Você foi um dos meus melhores alunos no curso do Instituto Rio Branco, quando eu era apenas um professor de Sociologia Política, mas que depois se revelou um excelente amigo e companheiro, inclusive nos anos também não convencionais de uma diplomacia ideológica, durante os quais eu atravessei um longo deserto de ostracismo funcional, por ousar expressar minha opinião sobre uma política externa que me parecia inadequada ao Brasil.
Sucedendo-o num posto consular que funcionava de maneira excelente, graças justamente ao seu trabalho e dedicação exemplares, dei testemunho dessa época de nossa política externa não convencional num livro que escrevi naquele que foi meu último posto da carreira: “Nunca Antes na Diplomacia”. Recentemente, a editora que o publicou, solicitou-me preparar uma segunda edição, o que obstei de maneira muito clara, por considerar que o Nunca Antes era exatamente agora, a fase mais medíocre, a mais vergonhosa, a mais indigna de uma trajetória até há pouco julgada exemplar em nossa história diplomática.

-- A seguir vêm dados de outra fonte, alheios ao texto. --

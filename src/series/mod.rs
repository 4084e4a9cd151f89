//! Series: one data source plus its visual treatment and interpolation curve

mod interpolate;

pub use interpolate::CURVE_SAMPLES;

use serde::{Deserialize, Serialize};
use tracing::trace;

use crate::error::SeriesError;
use crate::render::{AxisId, Renderer};
use crate::source::DataSource;
use crate::style::{Color, LineStyle, Marker};

const DEFAULT_LINE_WIDTH: f64 = 2.0;
const DEFAULT_MARKER_SIZE: f64 = 8.0;

/// How raw points are connected
#[derive(Debug, Clone, Copy, PartialEq, Eq, Default, Serialize, Deserialize)]
#[serde(rename_all = "snake_case")]
pub enum Interpolation {
    /// Points only, no connecting line
    None,
    /// Straight segments between raw points
    #[default]
    Straight,
    /// Post steps between raw points
    Step,
    /// Natural cubic spline sampled on a uniform grid
    Cubic,
    /// Least-squares regression line
    Linreg,
}

impl Interpolation {
    /// Minimum number of raw points the mode needs
    pub fn required_points(self) -> usize {
        match self {
            Interpolation::Cubic => 4,
            Interpolation::Linreg => 2,
            _ => 1,
        }
    }

    /// Whether the mode produces a sampled curve
    pub fn has_curve(self) -> bool {
        matches!(self, Interpolation::Cubic | Interpolation::Linreg)
    }
}

/// Divide every value by `divisor`
pub fn scale_values(values: &[f64], divisor: f64) -> Vec<f64> {
    values.iter().map(|v| v / divisor).collect()
}

/// Coordinates after the owning panel's and figure's divisors are applied
#[derive(Debug, Clone, Default)]
struct Scaled {
    independent: Vec<f64>,
    dependent: Vec<f64>,
    curve_independent: Vec<f64>,
    curve_dependent: Vec<f64>,
}

/// A drawable data series.
///
/// Every setter re-validates and recomputes the curve; a failing setter
/// leaves the series exactly as it was.
#[derive(Debug, Clone)]
pub struct Series {
    source: Box<dyn DataSource>,
    label: String,
    color: Color,
    marker: Option<Marker>,
    line_style: Option<LineStyle>,
    line_width: f64,
    marker_size: f64,
    interpolation: Interpolation,
    secondary_axis: bool,
    curve: Option<(Vec<f64>, Vec<f64>)>,
    independent_divisor: f64,
    dependent_divisor: f64,
    scaled: Scaled,
}

impl Series {
    /// Straight solid line without markers
    pub fn new(source: impl DataSource + 'static, label: impl Into<String>) -> Result<Self, SeriesError> {
        Self::builder(source).label(label).build()
    }

    pub fn builder(source: impl DataSource + 'static) -> SeriesBuilder {
        SeriesBuilder::new(Box::new(source))
    }

    pub fn label(&self) -> &str {
        &self.label
    }

    pub fn color(&self) -> &Color {
        &self.color
    }

    pub fn marker(&self) -> Option<Marker> {
        self.marker
    }

    pub fn line_style(&self) -> Option<LineStyle> {
        self.line_style
    }

    pub fn line_width(&self) -> f64 {
        self.line_width
    }

    pub fn marker_size(&self) -> f64 {
        self.marker_size
    }

    pub fn interpolation(&self) -> Interpolation {
        self.interpolation
    }

    pub fn is_secondary(&self) -> bool {
        self.secondary_axis
    }

    /// Dependent axis this series is plotted against
    pub fn dependent_axis(&self) -> AxisId {
        if self.secondary_axis {
            AxisId::Secondary
        } else {
            AxisId::Primary
        }
    }

    pub fn source(&self) -> &dyn DataSource {
        self.source.as_ref()
    }

    /// Raw independent values inside the source's bounds
    pub fn independent_values(&self) -> &[f64] {
        // A built series always has a populated source
        self.source.independent_values().unwrap_or(&[])
    }

    /// Raw dependent values inside the source's bounds
    pub fn dependent_values(&self) -> &[f64] {
        self.source.dependent_values().unwrap_or(&[])
    }

    /// Curve sample positions (`Cubic` and `Linreg` only)
    pub fn interpolated_independent(&self) -> Option<&[f64]> {
        self.curve.as_ref().map(|(x, _)| x.as_slice())
    }

    /// Curve sample values (`Cubic` and `Linreg` only)
    pub fn interpolated_dependent(&self) -> Option<&[f64]> {
        self.curve.as_ref().map(|(_, y)| y.as_slice())
    }

    /// Raw dependent values followed by curve values, as fed to the tick engine
    pub fn dependent_extent(&self) -> Vec<f64> {
        let mut values = self.dependent_values().to_vec();
        if let Some(curve) = self.interpolated_dependent() {
            values.extend_from_slice(curve);
        }
        values
    }

    /// Line actually drawn, if any
    pub fn effective_line(&self) -> Option<LineStyle> {
        match self.interpolation {
            Interpolation::None => None,
            Interpolation::Straight | Interpolation::Step => self.line_style,
            Interpolation::Cubic | Interpolation::Linreg => {
                Some(self.line_style.unwrap_or(LineStyle::Solid))
            }
        }
    }

    pub fn divisors(&self) -> (f64, f64) {
        (self.independent_divisor, self.dependent_divisor)
    }

    pub fn scaled_independent(&self) -> &[f64] {
        &self.scaled.independent
    }

    pub fn scaled_dependent(&self) -> &[f64] {
        &self.scaled.dependent
    }

    pub fn scaled_interpolated_independent(&self) -> &[f64] {
        &self.scaled.curve_independent
    }

    pub fn scaled_interpolated_dependent(&self) -> &[f64] {
        &self.scaled.curve_dependent
    }

    pub fn set_interpolation(&mut self, interpolation: Interpolation) -> Result<(), SeriesError> {
        let previous = std::mem::replace(&mut self.interpolation, interpolation);
        self.rebuild().inspect_err(|_| self.interpolation = previous)
    }

    pub fn set_line_style(&mut self, line_style: Option<LineStyle>) -> Result<(), SeriesError> {
        let previous = std::mem::replace(&mut self.line_style, line_style);
        self.rebuild().inspect_err(|_| self.line_style = previous)
    }

    pub fn set_marker(&mut self, marker: Option<Marker>) -> Result<(), SeriesError> {
        let previous = std::mem::replace(&mut self.marker, marker);
        self.rebuild().inspect_err(|_| self.marker = previous)
    }

    /// Re-bound the data source; the old bounds come back if the result is unusable
    pub fn set_bounds(&mut self, min: Option<f64>, max: Option<f64>) -> Result<(), SeriesError> {
        let (old_min, old_max) = self.source.bounds();
        self.source.set_bounds(min, max)?;
        if let Err(err) = self.rebuild() {
            self.source.set_bounds(old_min, old_max)?;
            self.rebuild()?;
            return Err(err);
        }
        Ok(())
    }

    pub fn set_secondary_axis(&mut self, secondary: bool) {
        self.secondary_axis = secondary;
    }

    pub fn set_label(&mut self, label: impl Into<String>) {
        self.label = label.into();
    }

    pub fn set_color(&mut self, color: Color) {
        self.color = color;
    }

    /// Replace both divisors and recompute scaled coordinates
    pub fn set_scaling(&mut self, independent: f64, dependent: f64) {
        self.independent_divisor = independent;
        self.dependent_divisor = dependent;
        self.apply_scaling();
    }

    pub(crate) fn set_independent_divisor(&mut self, divisor: f64) {
        self.independent_divisor = divisor;
        self.apply_scaling();
    }

    pub(crate) fn set_dependent_divisor(&mut self, divisor: f64) {
        self.dependent_divisor = divisor;
        self.apply_scaling();
    }

    /// Check the configuration and recompute the curve
    fn rebuild(&mut self) -> Result<(), SeriesError> {
        let x = self.source.independent_values()?;
        let y = self.source.dependent_values()?;

        let required = self.interpolation.required_points();
        if x.len() < required {
            return Err(SeriesError::InsufficientPoints {
                mode: self.interpolation,
                required,
                actual: x.len(),
            });
        }
        if self.marker.is_none() && self.effective_line().is_none() {
            return Err(SeriesError::Unplottable {
                label: self.label.clone(),
            });
        }

        self.curve = match self.interpolation {
            Interpolation::Cubic => Some(interpolate::cubic_curve(x, y)),
            Interpolation::Linreg => Some(interpolate::linreg_curve(x, y)),
            _ => None,
        };
        trace!(label = %self.label, mode = ?self.interpolation, points = x.len(), "series rebuilt");
        self.apply_scaling();
        Ok(())
    }

    fn apply_scaling(&mut self) {
        let (curve_independent, curve_dependent) = match &self.curve {
            Some((x, y)) => (
                scale_values(x, self.independent_divisor),
                scale_values(y, self.dependent_divisor),
            ),
            None => (Vec::new(), Vec::new()),
        };
        self.scaled = Scaled {
            independent: scale_values(self.independent_values(), self.independent_divisor),
            dependent: scale_values(self.dependent_values(), self.dependent_divisor),
            curve_independent,
            curve_dependent,
        };
    }

    /// Emit this series' line and markers in scaled coordinates
    pub fn draw(&self, renderer: &mut dyn Renderer) {
        let axis = self.dependent_axis();
        if let Some(style) = self.effective_line() {
            let (xs, ys) = match self.interpolation {
                Interpolation::Step => step_points(&self.scaled.independent, &self.scaled.dependent),
                Interpolation::Cubic | Interpolation::Linreg => (
                    self.scaled.curve_independent.clone(),
                    self.scaled.curve_dependent.clone(),
                ),
                _ => (self.scaled.independent.clone(), self.scaled.dependent.clone()),
            };
            renderer.draw_line(axis, &xs, &ys, &self.color, style, self.line_width, &self.label);
        }
        if let Some(shape) = self.marker {
            renderer.draw_markers(
                axis,
                &self.scaled.independent,
                &self.scaled.dependent,
                &self.color,
                shape,
                self.marker_size,
                &self.label,
            );
        }
    }
}

/// Expand points into a post-step polyline
fn step_points(xs: &[f64], ys: &[f64]) -> (Vec<f64>, Vec<f64>) {
    let mut step_x = Vec::with_capacity(xs.len() * 2);
    let mut step_y = Vec::with_capacity(ys.len() * 2);
    for (i, (&x, &y)) in xs.iter().zip(ys).enumerate() {
        if i > 0 {
            step_x.push(x);
            step_y.push(ys[i - 1]);
        }
        step_x.push(x);
        step_y.push(y);
    }
    (step_x, step_y)
}

/// Builder collecting a series' visual treatment before validation
#[derive(Debug)]
pub struct SeriesBuilder {
    source: Box<dyn DataSource>,
    label: String,
    color: Color,
    marker: Option<Marker>,
    line_style: Option<LineStyle>,
    line_width: f64,
    marker_size: f64,
    interpolation: Interpolation,
    secondary_axis: bool,
}

impl SeriesBuilder {
    fn new(source: Box<dyn DataSource>) -> Self {
        Self {
            source,
            label: String::new(),
            color: Color::default(),
            marker: None,
            line_style: Some(LineStyle::Solid),
            line_width: DEFAULT_LINE_WIDTH,
            marker_size: DEFAULT_MARKER_SIZE,
            interpolation: Interpolation::default(),
            secondary_axis: false,
        }
    }

    pub fn label(mut self, label: impl Into<String>) -> Self {
        self.label = label.into();
        self
    }

    pub fn color(mut self, color: Color) -> Self {
        self.color = color;
        self
    }

    pub fn marker(mut self, marker: Option<Marker>) -> Self {
        self.marker = marker;
        self
    }

    pub fn line_style(mut self, line_style: Option<LineStyle>) -> Self {
        self.line_style = line_style;
        self
    }

    pub fn line_width(mut self, width: f64) -> Self {
        self.line_width = width;
        self
    }

    pub fn marker_size(mut self, size: f64) -> Self {
        self.marker_size = size;
        self
    }

    pub fn interpolation(mut self, interpolation: Interpolation) -> Self {
        self.interpolation = interpolation;
        self
    }

    pub fn secondary_axis(mut self, secondary: bool) -> Self {
        self.secondary_axis = secondary;
        self
    }

    /// Validate and compute the curve
    pub fn build(self) -> Result<Series, SeriesError> {
        let mut series = Series {
            source: self.source,
            label: self.label,
            color: self.color,
            marker: self.marker,
            line_style: self.line_style,
            line_width: self.line_width,
            marker_size: self.marker_size,
            interpolation: self.interpolation,
            secondary_axis: self.secondary_axis,
            curve: None,
            independent_divisor: 1.0,
            dependent_divisor: 1.0,
            scaled: Scaled::default(),
        };
        series.rebuild()?;
        Ok(series)
    }
}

Lamento por você, aluno exemplar, diplomata de altas qualidades, ter sido levado a servir num posto tão relevante, num momento tão baixo de nosso prestígio no exterior, justamente devido ao fato de seguir ordens de um presidente e de um chanceler tão medíocres, mas especialmente em razão de uma estúpida, prejudicial e irracional postura de submissão automática deste governo, do nosso país, ao pequeno déspota igualmente medíocre, ainda presidente, dessa grande nação.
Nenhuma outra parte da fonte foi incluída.